“Hijo de hombre, cuando los israelitas habitaban en su propia tierra, ellos mismos la contaminaron con su conducta y sus acciones. Su conducta ante mí era semejante a la impureza de una mujer en sus días de menstruación. Por eso… desaté mi furor contra ellos... Los juzgué según su conducta y sus acciones. Pero… ellos profanaban mi santo nombre, pues se decía de ellos: "Son el pueblo del Señor, pero han tenido que abandonar su tierra." Así que tuve que defender mi santo nombre… por eso, adviértele al pueblo de Israel que así dice el Señor omnipotente: "Voy a actuar, pero no por ustedes sino por causa de mi santo nombre, que ustedes han profanado entre las naciones por donde han ido. Daré a conocer la grandeza de mi santo nombre, el cual ha sido profanado entre las naciones, el mismo que ustedes han profanado entre ellas. Cuando dé a conocer mi santidad entre ustedes, las naciones sabrán que yo soy el Señor. Lo afirma el Señor omnipotente… Los rociaré con agua pura, y quedarán purificados. Los limpiaré de todas sus impurezas e idolatrías. Les daré un nuevo corazón, y les infundiré un espíritu nuevo; les quitaré ese corazón de piedra que ahora tienen, y les pondré un corazón de carne. Infundiré mi Espíritu en ustedes, y haré que sigan mis preceptos y obedezcan mis leyes. Vivirán en la tierra que les di a sus antepasados, y ustedes serán mi pueblo y yo seré su Dios. Los libraré de todas sus impurezas. Haré que tengan trigo en abundancia, y no permitiré que sufran hambre. Multiplicaré el fruto de los árboles y las cosechas del campo, para que no sufran más entre las naciones el oprobio de pasar hambre. Así se acordarán ustedes de su mala conducta y de sus acciones perversas, y sentirán vergüenza por sus propias iniquidades y prácticas detestables. Y quiero que sepan que esto no lo hago por consideración a ustedes. Lo afirma el Señor. ¡Oh, pueblo…, sientan vergüenza y confusión por su conducta!”. (NVI Ezequiel 36:16-32)

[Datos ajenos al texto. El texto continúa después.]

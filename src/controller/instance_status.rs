//! Status collection from the per-instance agent
//!
//! Every instance pod runs an agent that exposes what the operator needs to
//! decide roles without opening a database connection:
//!
//! - `GET /pg/status`: recovery state, replay and receive positions, WAL
//!   receiver state, pending restart flag and the agent build
//! - `GET /pg/controldata`: raw `pg_controldata` output, captured at hibernation
//!
//! # Requirements
//!
//! The operator must run inside the cluster with network access to pod IPs.
//! An unreachable agent is never fatal: the caller records "no status" for
//! that instance and the next pass tries again.

use std::fmt;
use std::net::SocketAddr;
use std::str::FromStr;
use std::time::Duration;

use bytes::Bytes;
use http_body_util::{BodyExt, Empty};
use hyper::Request;
use hyper::client::conn::http1;
use hyper_util::rt::TokioIo;
use serde::Deserialize;
use tokio::net::TcpStream;
use tokio::time::timeout;
use tracing::{debug, trace};

/// Result type for agent calls
pub type Result<T> = std::result::Result<T, InstanceStatusError>;

/// Errors that can occur while talking to an instance agent
#[derive(Debug, thiserror::Error)]
pub enum InstanceStatusError {
    /// JSON parsing error (the agent answered with something unexpected)
    #[error("JSON parsing error: {0}")]
    JsonError(#[from] serde_json::Error),

    #[error("Invalid LSN: {0}")]
    InvalidLsn(String),

    /// HTTP request error (transient - network issue)
    #[error("HTTP request failed: {0}")]
    HttpError(String),

    /// Connection error (transient - pod may be starting)
    #[error("Connection failed: {0}")]
    ConnectionError(String),

    #[error("Request timed out")]
    Timeout,
}

/// A write-ahead log position
///
/// Rendered the way PostgreSQL prints it: two hex halves separated by `/`.
#[derive(Clone, Copy, Debug, Default, PartialEq, Eq, PartialOrd, Ord, Hash)]
pub struct Lsn(pub u64);

impl Lsn {
    /// Bytes between `self` and an earlier position
    pub fn bytes_after(self, earlier: Lsn) -> u64 {
        self.0.saturating_sub(earlier.0)
    }
}

impl FromStr for Lsn {
    type Err = InstanceStatusError;

    fn from_str(s: &str) -> Result<Self> {
        let invalid = || InstanceStatusError::InvalidLsn(s.to_string());
        let (high, low) = s.trim().split_once('/').ok_or_else(invalid)?;
        let high = u32::from_str_radix(high, 16).map_err(|_| invalid())?;
        let low = u32::from_str_radix(low, 16).map_err(|_| invalid())?;
        Ok(Lsn((u64::from(high) << 32) | u64::from(low)))
    }
}

impl fmt::Display for Lsn {
    fn fmt(&self, f: &mut fmt::Formatter<'_>) -> fmt::Result {
        write!(f, "{:X}/{:X}", self.0 >> 32, self.0 & 0xFFFF_FFFF)
    }
}

/// Wire shape of `GET /pg/status`
#[derive(Debug, Deserialize)]
#[serde(rename_all = "camelCase")]
struct StatusResponse {
    #[serde(default)]
    is_primary: bool,
    #[serde(default)]
    is_ready: bool,
    #[serde(default)]
    replay_lsn: Option<String>,
    #[serde(default)]
    received_lsn: Option<String>,
    #[serde(default)]
    is_wal_receiver_active: bool,
    #[serde(default)]
    pending_restart: bool,
    #[serde(default)]
    arch: Option<String>,
    #[serde(default)]
    executable_hash: Option<String>,
    #[serde(default)]
    timeline: Option<u32>,
}

/// What one instance reports about itself
#[derive(Clone, Debug, Default, PartialEq, Eq)]
pub struct InstanceStatus {
    pub name: String,
    /// Out of recovery and accepting writes
    pub is_primary: bool,
    pub is_ready: bool,
    pub replay_lsn: Option<Lsn>,
    pub received_lsn: Option<Lsn>,
    pub is_wal_receiver_active: bool,
    pub pending_restart: bool,
    pub arch: Option<String>,
    pub executable_hash: Option<String>,
    pub timeline: Option<u32>,
}

impl InstanceStatus {
    /// Parse an agent status document
    pub fn parse(name: &str, body: &[u8]) -> Result<Self> {
        let wire: StatusResponse = serde_json::from_slice(body)?;
        let parse_lsn = |raw: Option<String>| -> Result<Option<Lsn>> {
            match raw.filter(|s| !s.is_empty()) {
                Some(s) => s.parse().map(Some),
                None => Ok(None),
            }
        };

        Ok(Self {
            name: name.to_string(),
            is_primary: wire.is_primary,
            is_ready: wire.is_ready,
            replay_lsn: parse_lsn(wire.replay_lsn)?,
            received_lsn: parse_lsn(wire.received_lsn)?,
            is_wal_receiver_active: wire.is_wal_receiver_active,
            pending_restart: wire.pending_restart,
            arch: wire.arch.filter(|s| !s.is_empty()),
            executable_hash: wire.executable_hash.filter(|s| !s.is_empty()),
            timeline: wire.timeline,
        })
    }

    /// A replica that has replayed everything it received and stopped streaming
    pub fn is_caught_up(&self) -> bool {
        !self.is_wal_receiver_active
            && match (self.replay_lsn, self.received_lsn) {
                (Some(replay), Some(received)) => replay >= received,
                (Some(_), None) => true,
                _ => false,
            }
    }
}

/// HTTP client for the instance agent
#[derive(Clone, Debug)]
pub struct InstanceStatusClient {
    port: u16,
    timeout: Duration,
}

impl InstanceStatusClient {
    #[must_use]
    pub fn new(port: u16, timeout: Duration) -> Self {
        Self { port, timeout }
    }

    /// Fetch the status of the instance running at `pod_ip`
    pub async fn status(&self, name: &str, pod_ip: &str) -> Result<InstanceStatus> {
        let body = self.get(pod_ip, "/pg/status").await?;
        InstanceStatus::parse(name, &body)
    }

    /// Fetch the raw `pg_controldata` output of the instance at `pod_ip`
    pub async fn controldata(&self, pod_ip: &str) -> Result<String> {
        let body = self.get(pod_ip, "/pg/controldata").await?;
        Ok(String::from_utf8_lossy(&body).into_owned())
    }

    async fn get(&self, pod_ip: &str, path: &str) -> Result<Bytes> {
        timeout(self.timeout, self.request(pod_ip, path))
            .await
            .map_err(|_| InstanceStatusError::Timeout)?
    }

    async fn request(&self, pod_ip: &str, path: &str) -> Result<Bytes> {
        let addr: SocketAddr = format!("{}:{}", pod_ip, self.port)
            .parse()
            .map_err(|e| InstanceStatusError::ConnectionError(format!("Invalid address: {}", e)))?;

        let stream = TcpStream::connect(addr)
            .await
            .map_err(|e| InstanceStatusError::ConnectionError(e.to_string()))?;

        let io = TokioIo::new(stream);

        let (mut sender, conn) = http1::handshake(io)
            .await
            .map_err(|e| InstanceStatusError::HttpError(e.to_string()))?;

        let req = Request::builder()
            .method("GET")
            .uri(path)
            .header("Host", format!("{}:{}", pod_ip, self.port))
            .body(Empty::<Bytes>::new())
            .map_err(|e| InstanceStatusError::HttpError(e.to_string()))?;

        // The connection future must be driven while the request is in flight
        let response = tokio::select! {
            conn_result = conn => {
                if let Err(e) = conn_result {
                    debug!("Connection closed: {}", e);
                }
                return Err(InstanceStatusError::ConnectionError(
                    "Connection closed unexpectedly".to_string(),
                ));
            }
            response = sender.send_request(req) => {
                response.map_err(|e| InstanceStatusError::HttpError(e.to_string()))?
            }
        };

        if !response.status().is_success() {
            return Err(InstanceStatusError::HttpError(format!(
                "HTTP {}: {}",
                response.status().as_u16(),
                response.status().canonical_reason().unwrap_or("Unknown")
            )));
        }

        let body = response
            .into_body()
            .collect()
            .await
            .map_err(|e| InstanceStatusError::HttpError(e.to_string()))?
            .to_bytes();

        trace!(
            pod_ip = pod_ip,
            path = path,
            response = %String::from_utf8_lossy(&body),
            "Instance agent response"
        );

        Ok(body)
    }
}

El pasaje nos muestra lo que Dios hace para con nosotros, por amor de Su nombre aunque hagamos mal… ¿Por qué entonces creemos que siempre es porque obramos bien? ¡Cuántas veces no hemos pensado de Dios equivocadamente al imaginárnoslo todos los días con su libreta de puntuaciones en la mano! Pensamos que si hacemos bien, entonces nos va bien, y si hacemos mal, pues mal, condicionando la bendición de Dios a nuestras obras. Y ¿cómo explicamos cuando a los “malos” les va “bien”? Ciertamente Dios “hace salir su sol sobre buenos y malos y hace llover sobre justos e injustos” (Mt. 5: 45). Pero, ¿quién es bueno o justo? “No hay justo… no hay quien haga lo bueno, no hay ni siquiera uno” (Ro. 3:10-12). Hacemos cosas buenas (para uno) que parecen malas (a otros) y, ¿somos castigados?
¡Qué vergüenza! ¡Creemos mal! Jesús nos dice “¿Cómo podéis creer, pues recibís gloria los unos de los otros, y no buscáis la gloria que viene del Dios único?” (Jn 5:44). No debemos recibir ni amar la gloria de los hombres (Jn. 5:41; 12:41-43); ¡debemos buscar la gloria de Dios! Creemos mal al pensar que todas las cosas nos ayudan a nuestro bien; lo cierto es que cuando somos llamados conforme a Su propósito, todas las cosas ayudan a bien, punto (Ro. 8:28).
“Cuando tu Dios te haya introducido en ciudades grandes y buenas que tú no edificaste y casas llenas de todo bien, que tú no llenaste, y cisternas cavadas que tú no cavaste, viñas y olivares que no plantaste, y luego que comas y te sacies, cuídate de no olvidarte de Él” (Dt. 6: 10-12). ¡Te va a ir bien porque quiere que le des la gloria! ¡No te la quedes! ¡Dásela a Él!… ¡Ámalo!